Ann Veronica · H. G. Wells

Parte 1

Capítulo 18 de 106 · 2 min de lectura

Dejamos a la señorita Stanley con el disfraz de Ann Veronica en las manos y la mirada fija en las pseudo-zapatillas turcas de Ann Veronica.

Cuando el señor Stanley llegó a casa a las seis menos cuarto—un tren quince minutos más temprano de lo habitual—su hermana lo recibió en el vestíbulo con una expresión contenida. “Me alegra tanto que estés aquí, Peter”, dijo. “Ella piensa ir.”

“¿Ir?” dijo él. “¿A dónde?”

“A ese baile.”

“¿Qué baile?” La pregunta era retórica. Él lo sabía.

“Creo que se está vistiendo arriba—ahora mismo.”

“Entonces dile que se desvista, ¡maldita sea!” La jornada en la City había sido sumamente irritante, y él estaba enojado desde el principio.

La señorita Stanley reflexionó un momento sobre esa propuesta.

“No creo que lo haga”, dijo.

“Debe hacerlo”, dijo el señor Stanley, y entró en su estudio. Su hermana lo siguió. “Ya no puede ir. Tendrá que esperar hasta la cena”, dijo, incómodo.

“Va a tomar algún tipo de comida con los Widgett allá en la Avenida, y subirá con ellos.

“¿Ella te dijo eso?”

“Sí.”

“¿Cuándo?”

“A la hora del té.”

“¿Pero por qué no prohibiste de una vez por todas todo el asunto? ¿Cómo se atrevió a decirte eso?”
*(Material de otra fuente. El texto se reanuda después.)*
impl AnalysisSession {
    /// Assemble a session from its collaborators.
    ///
    /// `tool` is `None` when the executable could not be located; the session
    /// is still usable for reading history but refuses to analyze.
    pub fn new(
        config: AnalysisConfig,
        tool: Option<ToolInfo>,
        store: ResultStore,
        runner: Arc<dyn ProcessRunner>,
    ) -> Self {
        let (state, _) = watch::channel(RunState::Idle);
        let (events, _) = broadcast::channel(EVENT_CHANNEL_CAPACITY);

        let shared = Arc::new(SessionShared {
            runner,
            store: RwLock::new(store),
            state,
            events,
            last_output: RwLock::new(None),
            phase_timeout: config.phase_timeout_secs.map(Duration::from_secs),
        });

        Self {
            config,
            tool,
            shared,
            active: Mutex::new(None),
            target_filter: Arc::new(is_module_or_package),
        }
    }

    /// Locate the tool, load the history from its well-known location, and
    /// drop stale entries.
    pub async fn bootstrap(config: AnalysisConfig) -> AppResult<Self> {
        config.validate().map_err(AppError::validation)?;

        let tool = ToolLocator::new().discover(&config.tool_name).await;
        match &tool {
            Some(info) if !info.satisfies_minimum(MINIMUM_TOOL_VERSION) => {
                tracing::warn!(
                    "[AnalysisSession] {} {} is older than the required {}",
                    info.name,
                    info.version.as_deref().unwrap_or("?"),
                    MINIMUM_TOOL_VERSION
                );
            }
            Some(_) => {}
            None => {
                tracing::warn!("[AnalysisSession] {}", install_hint(&config.tool_name));
            }
        }

        let store = ResultStore::load(results_path()?, config.max_entries);
        let runner = Arc::new(
            TokioProcessRunner::new().with_kill_grace(Duration::from_millis(config.kill_grace_ms)),
        );

        let session = Self::new(config, tool, store, runner);
        session.refresh().await;
        Ok(session)
    }

    /// Replace the "still analyzable" predicate used by `refresh`.
    pub fn with_target_filter<F>(mut self, filter: F) -> Self
    where
        F: Fn(&Path) -> bool + Send + Sync + 'static,
    {
        self.target_filter = Arc::new(filter);
        self
    }

    /// Receive upstream notifications
    pub fn subscribe(&self) -> broadcast::Receiver<AnalysisEvent> {
        self.shared.events.subscribe()
    }

    /// Observe run state changes
    pub fn watch_state(&self) -> watch::Receiver<RunState> {
        self.shared.state.subscribe()
    }

    pub fn run_state(&self) -> RunState {
        self.shared.state.borrow().clone()
    }

    pub fn is_running(&self) -> bool {
        self.shared.state.borrow().is_running()
    }

    pub fn config(&self) -> &AnalysisConfig {
        &self.config
    }

    pub fn tool(&self) -> Option<&ToolInfo> {
        self.tool.as_ref()
    }

    pub fn tool_available(&self) -> bool {
        self.tool.is_some()
    }

    /// Why analyses are disabled, if they are
    pub fn unavailable_reason(&self) -> Option<AnalysisFailure> {
        if self.tool.is_some() {
            None
        } else {
            Some(self.tool_unavailable())
        }
    }

    fn tool_unavailable(&self) -> AnalysisFailure {
        AnalysisFailure::ToolUnavailable {
            hint: install_hint(&self.config.tool_name),
        }
    }

    /// Start analyzing `path`, cancelling whatever run is in flight.
    ///
    /// Returns once the previous run (if any) has been killed and the new run
    /// has been scheduled; completion arrives as `ResultReady` or `Error`.
    /// Without a located tool this does nothing and returns `ToolUnavailable`.
    pub async fn analyze(&self, path: impl AsRef<Path>) -> Result<(), AnalysisFailure> {
        let tool = match &self.tool {
            Some(tool) => tool.path.clone(),
            None => return Err(self.tool_unavailable()),
        };
        let target = absolutize(path.as_ref());

        let mut active = self.active.lock().await;
        self.cancel_active(&mut active).await;
        *self.shared.last_output.write().await = None;

        tracing::info!("[AnalysisSession] Analyzing {}", target.display());
        self.shared.set_state(RunState::Running {
            path: target.clone(),
            phase: Phase::Execute,
            pid: None,
        });

        let token = CancellationToken::new();
        let handle = tokio::spawn(run_analysis(
            self.shared.clone(),
            tool,
            target.clone(),
            token.clone(),
        ));

        *active = Some(ActiveRun {
            path: target,
            token,
            handle,
        });
        Ok(())
    }

    /// Cancel the active run, if any. Returns whether a run was cancelled.
    pub async fn stop(&self) -> bool {
        let mut active = self.active.lock().await;
        let cancelled = self.cancel_active(&mut active).await;
        self.shared.set_state(RunState::Idle);
        cancelled
    }

    /// Signal the active run and wait until its task (and process) is gone.
    async fn cancel_active(&self, slot: &mut Option<ActiveRun>) -> bool {
        let Some(run) = slot.take() else {
            return false;
        };

        run.token.cancel();
        match run.handle.await {
            Ok(RunOutcome::Cancelled) => {
                tracing::info!("[AnalysisSession] Cancelled run for {}", run.path.display());
                self.shared
                    .emit(AnalysisEvent::Cancelled { path: run.path });
                true
            }
            Ok(RunOutcome::Completed) => false,
            Err(e) => {
                tracing::warn!("[AnalysisSession] Run task for {} failed: {}", run.path.display(), e);
                false
            }
        }
    }

    /// Wait until no run is active.
    pub async fn wait_idle(&self) {
        let mut state = self.shared.state.subscribe();
        // The sender lives in `self.shared`, so the channel cannot close here
        let _ = state.wait_for(|s| !s.is_running()).await;
    }

    /// Stored result for `path`; never triggers an analysis.
    pub async fn get_result(&self, path: impl AsRef<Path>) -> Option<StoredResult> {
        self.shared.store.read().await.get(path).cloned()
    }

    /// Record a report obtained outside the session.
    pub async fn set_result(
        &self,
        path: impl AsRef<Path>,
        report: impl Into<String>,
    ) -> Result<(), AnalysisFailure> {
        let key = absolutize(path.as_ref());
        let persisted = self
            .shared
            .store
            .write()
            .await
            .put(&key, Local::now(), report);

        self.shared.emit(AnalysisEvent::ResultReady { path: key });
        persisted.map_err(|e| AnalysisFailure::Persistence {
            message: e.to_string(),
        })
    }

    /// Analyzed paths, most recent first
    pub async fn list(&self) -> Vec<PathBuf> {
        self.shared.store.read().await.paths()
    }

    /// Drop history entries whose files are no longer analyzable.
    ///
    /// Returns how many entries were removed.
    pub async fn refresh(&self) -> usize {
        let filter = self.target_filter.clone();
        let mut store = self.shared.store.write().await;
        let before = store.len();

        if let Err(e) = store.prune(|path| filter(path)) {
            self.shared.emit(AnalysisEvent::Error(AnalysisFailure::Persistence {
                message: e.to_string(),
            }));
        }
        before - store.len()
    }

    /// stderr + stdout of the last finished report phase
    pub async fn last_output(&self) -> Option<String> {
        self.shared.last_output.read().await.clone()
    }

    /// Where the result history is persisted
    pub async fn data_path(&self) -> PathBuf {
        self.shared.store.read().await.data_path().to_path_buf()
    }
}

impl Drop for AnalysisSession {
    fn drop(&mut self) {
        // The run task kills its own process once it sees the token
        if let Ok(mut active) = self.active.try_lock() {
            if let Some(run) = active.take() {
                run.token.cancel();
            }
        }
    }
}
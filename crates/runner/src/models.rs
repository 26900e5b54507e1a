//! Runner Models
//!
//! Data structures describing a subprocess invocation and what it produced.

use std::path::{Path, PathBuf};

use serde::{Deserialize, Serialize};

use coverage_panel_core::Phase;

/// Which captured stream a chunk came from.
#[derive(Debug, Clone, Copy, PartialEq, Eq, Serialize, Deserialize)]
#[serde(rename_all = "lowercase")]
pub enum StreamKind {
    Stdout,
    Stderr,
}

/// A single command invocation
#[derive(Debug, Clone, PartialEq, Eq, Serialize, Deserialize)]
pub struct CommandSpec {
    /// Executable to launch
    pub program: PathBuf,
    /// Arguments for the command
    pub args: Vec<String>,
    /// Working directory for the process
    pub working_dir: PathBuf,
}

impl CommandSpec {
    /// Create a new command spec with no arguments
    pub fn new(program: impl Into<PathBuf>, working_dir: impl Into<PathBuf>) -> Self {
        Self {
            program: program.into(),
            args: Vec::new(),
            working_dir: working_dir.into(),
        }
    }

    /// Add an argument
    pub fn arg(mut self, arg: impl Into<String>) -> Self {
        self.args.push(arg.into());
        self
    }

    /// Build the invocation for one analysis phase.
    ///
    /// `Execute` runs `<tool> run <target>`, `Report` runs `<tool> report`.
    /// Both use the target's parent directory as the working directory so
    /// that relative imports resolve and the report finds the measurement.
    pub fn for_phase(tool: &Path, phase: Phase, target: &Path) -> Self {
        let working_dir = target
            .parent()
            .map(Path::to_path_buf)
            .unwrap_or_else(|| PathBuf::from("."));

        let spec = Self::new(tool, working_dir).arg(phase.subcommand());
        match phase {
            Phase::Execute => spec.arg(target.to_string_lossy()),
            Phase::Report => spec,
        }
    }

    /// Render the command line for logging
    pub fn display(&self) -> String {
        let mut line = self.program.to_string_lossy().into_owned();
        for arg in &self.args {
            line.push(' ');
            line.push_str(arg);
        }
        line
    }
}

/// Text drained from a running process since the previous drain.
#[derive(Debug, Clone, Default, PartialEq, Eq)]
pub struct OutputChunk {
    pub stdout: String,
    pub stderr: String,
}

impl OutputChunk {
    /// True if neither stream produced anything
    pub fn is_empty(&self) -> bool {
        self.stdout.is_empty() && self.stderr.is_empty()
    }
}

/// Accumulated output of one phase, each stream in arrival order.
#[derive(Debug, Clone, Default, PartialEq, Eq, Serialize, Deserialize)]
pub struct PhaseOutput {
    pub stdout: String,
    pub stderr: String,
}

impl PhaseOutput {
    /// Append a drained chunk
    pub fn append(&mut self, chunk: OutputChunk) {
        self.stdout.push_str(&chunk.stdout);
        self.stderr.push_str(&chunk.stderr);
    }

    /// stderr followed by stdout, as shown in the "complete output" log
    pub fn combined(&self) -> String {
        format!("{}{}", self.stderr, self.stdout)
    }
}

/// How a process ended
#[derive(Debug, Clone, Copy, PartialEq, Eq, Serialize, Deserialize)]
pub struct ExitOutcome {
    /// Exit code, `None` when terminated by a signal or unknown
    pub code: Option<i32>,
    /// Whether the process was terminated through `kill`
    pub killed: bool,
}

impl ExitOutcome {
    /// A natural exit
    pub fn exited(code: Option<i32>) -> Self {
        Self {
            code,
            killed: false,
        }
    }

    /// A forced termination
    pub fn killed(code: Option<i32>) -> Self {
        Self { code, killed: true }
    }

    /// Exit code 0 without being killed
    pub fn success(&self) -> bool {
        !self.killed && self.code == Some(0)
    }
}
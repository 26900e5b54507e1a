//! Cross-Platform Path Utilities
//!
//! Functions for resolving the library's directories across platforms
//! (~/.coverage-panel/) and for normalizing analysis targets.

use std::path::{Path, PathBuf};

use crate::utils::error::{AppError, AppResult};

/// Get the user's home directory
pub fn home_dir() -> AppResult<PathBuf> {
    dirs::home_dir().ok_or_else(|| AppError::config("Could not determine home directory"))
}

/// Get the Coverage Panel directory (~/.coverage-panel/)
pub fn app_dir() -> AppResult<PathBuf> {
    Ok(home_dir()?.join(".coverage-panel"))
}

/// Get the config file path (~/.coverage-panel/config.json)
pub fn config_path() -> AppResult<PathBuf> {
    Ok(app_dir()?.join("config.json"))
}

/// Get the result history path (~/.coverage-panel/coverage.results.json)
pub fn results_path() -> AppResult<PathBuf> {
    Ok(app_dir()?.join("coverage.results.json"))
}

/// Ensure a directory exists, creating it if necessary
pub fn ensure_dir(path: &Path) -> AppResult<()> {
    if !path.exists() {
        std::fs::create_dir_all(path)?;
    }
    Ok(())
}

/// Get the Coverage Panel directory, creating if it doesn't exist
pub fn ensure_app_dir() -> AppResult<PathBuf> {
    let path = app_dir()?;
    ensure_dir(&path)?;
    Ok(path)
}

/// Resolve a target to the absolute form used as a result key.
///
/// Existing paths are canonicalized. Paths that do not exist (deleted files,
/// test fixtures) are made absolute against the current directory without
/// touching the filesystem further.
pub fn absolutize(path: &Path) -> PathBuf {
    if let Ok(canonical) = path.canonicalize() {
        return canonical;
    }
    if path.is_absolute() {
        return path.to_path_buf();
    }
    match std::env::current_dir() {
        Ok(cwd) => cwd.join(path),
        Err(_) => path.to_path_buf(),
    }
}
//! Configuration Integration Tests
//!
//! The config file drives the store capacity: a changed `max_entries` applies
//! the next time a history is loaded.

use chrono::Local;
use tempfile::TempDir;

use coverage_panel::{AppError, ConfigService, ResultStore, SettingsUpdate};

#[test]
fn test_capacity_change_applies_on_next_load() {
    let temp = TempDir::new().unwrap();
    let mut config = ConfigService::from_path(temp.path().join("config.json")).unwrap();
    let history = temp.path().join("coverage.results.json");

    let mut store = ResultStore::load(&history, config.get_config().max_entries);
    for i in 0..6 {
        store
            .put(format!("/proj/{}.py", i), Local::now(), "r")
            .unwrap();
    }
    assert_eq!(store.len(), 6);

    config
        .update_config(SettingsUpdate {
            max_entries: Some(3),
            ..Default::default()
        })
        .unwrap();

    let reopened = ConfigService::from_path(config.path()).unwrap();
    let store = ResultStore::load(&history, reopened.get_config().max_entries);
    assert_eq!(store.capacity(), 3);
    assert_eq!(store.len(), 3);
    assert_eq!(store.entries()[0].path.to_string_lossy(), "/proj/5.py");
}

#[test]
fn test_invalid_update_is_rejected() {
    let temp = TempDir::new().unwrap();
    let mut config = ConfigService::from_path(temp.path().join("config.json")).unwrap();

    let result = config.update_config(SettingsUpdate {
        max_entries: Some(0),
        ..Default::default()
    });
    assert!(matches!(result, Err(AppError::Validation(_))));
    assert_eq!(config.get_config().max_entries, 50);

    config.reload().unwrap();
    assert_eq!(config.get_config().max_entries, 50);
}

#[test]
fn test_partial_config_file_uses_defaults() {
    let temp = TempDir::new().unwrap();
    let path = temp.path().join("config.json");
    std::fs::write(&path, r#"{"max_entries": 7}"#).unwrap();

    let config = ConfigService::from_path(&path).unwrap();
    assert_eq!(config.get_config().max_entries, 7);
    assert_eq!(config.get_config().tool_name, "coverage");
    assert!(config.get_config().save_before);
    assert_eq!(config.get_config().kill_grace_ms, 5_000);
}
“Por desafío. Simplemente se sentó y me dijo que ese era su plan. Nunca la había visto tan segura de sí misma.”

“¿Qué le dijiste?”

“Le dije: ‘¡Querida Veronica! ¿Cómo puedes pensar en esas cosas?’”

“¿Y luego?”

“Tomó dos tazas más de té y algo de pastel, y me contó de su paseo.”

“Un día de estos va a encontrarse con alguien—paseando así.”

“No dijo que hubiera encontrado a nadie.”

“¿Pero no le dijiste algo más sobre ese baile?”

“Dije todo lo que pude en cuanto me di cuenta de que intentaba evitar el tema. Le dije: ‘No sirve de nada que me cuentes sobre ese paseo y pretendas que ya me has hablado del baile, porque no lo has hecho. ¡Tu padre te ha prohibido ir!’”

“¿Y bien?”

“Dijo: ‘Odio ser desagradable contigo y con papá, pero siento que es mi deber ir a ese baile.’”

“¡Sentía que era su deber!”

“‘Muy bien’, le dije, ‘entonces me lavo las manos de todo este asunto. Tu desobediencia recaiga sobre tu propia cabeza.’”

“¡Pero eso es una rebelión abierta!” dijo el señor Stanley, de pie sobre la alfombra frente a la chimenea de gas apagada. “Debiste en ese mismo instante—debiste decirle eso de inmediato. ¿Qué deber tiene una muchacha hacia alguien antes que a su padre? La obediencia a él, esa es sin duda la primera ley. ¿Qué puede anteponer a eso?” Su voz empezó a elevarse. “Uno pensaría que no he dicho nada al respecto. Uno pensaría que estuve de acuerdo en que fuera. Supongo que esto es lo que aprende en esas infernales universidades de Londres. Supongo que este es el tipo de tonterías malditas—”

“¡Oh! ¡Shh, Peter!” exclamó la señorita Stanley.

Él se detuvo bruscamente. En la pausa se oyó abrirse y cerrarse una puerta en el rellano de arriba. Luego se hicieron audibles unos pasos ligeros, descendiendo la escalera con cierta deliberación y un leve susurro de faldas.

“Dile”, dijo el señor Stanley, con un gesto imperioso, “que entre aquí.”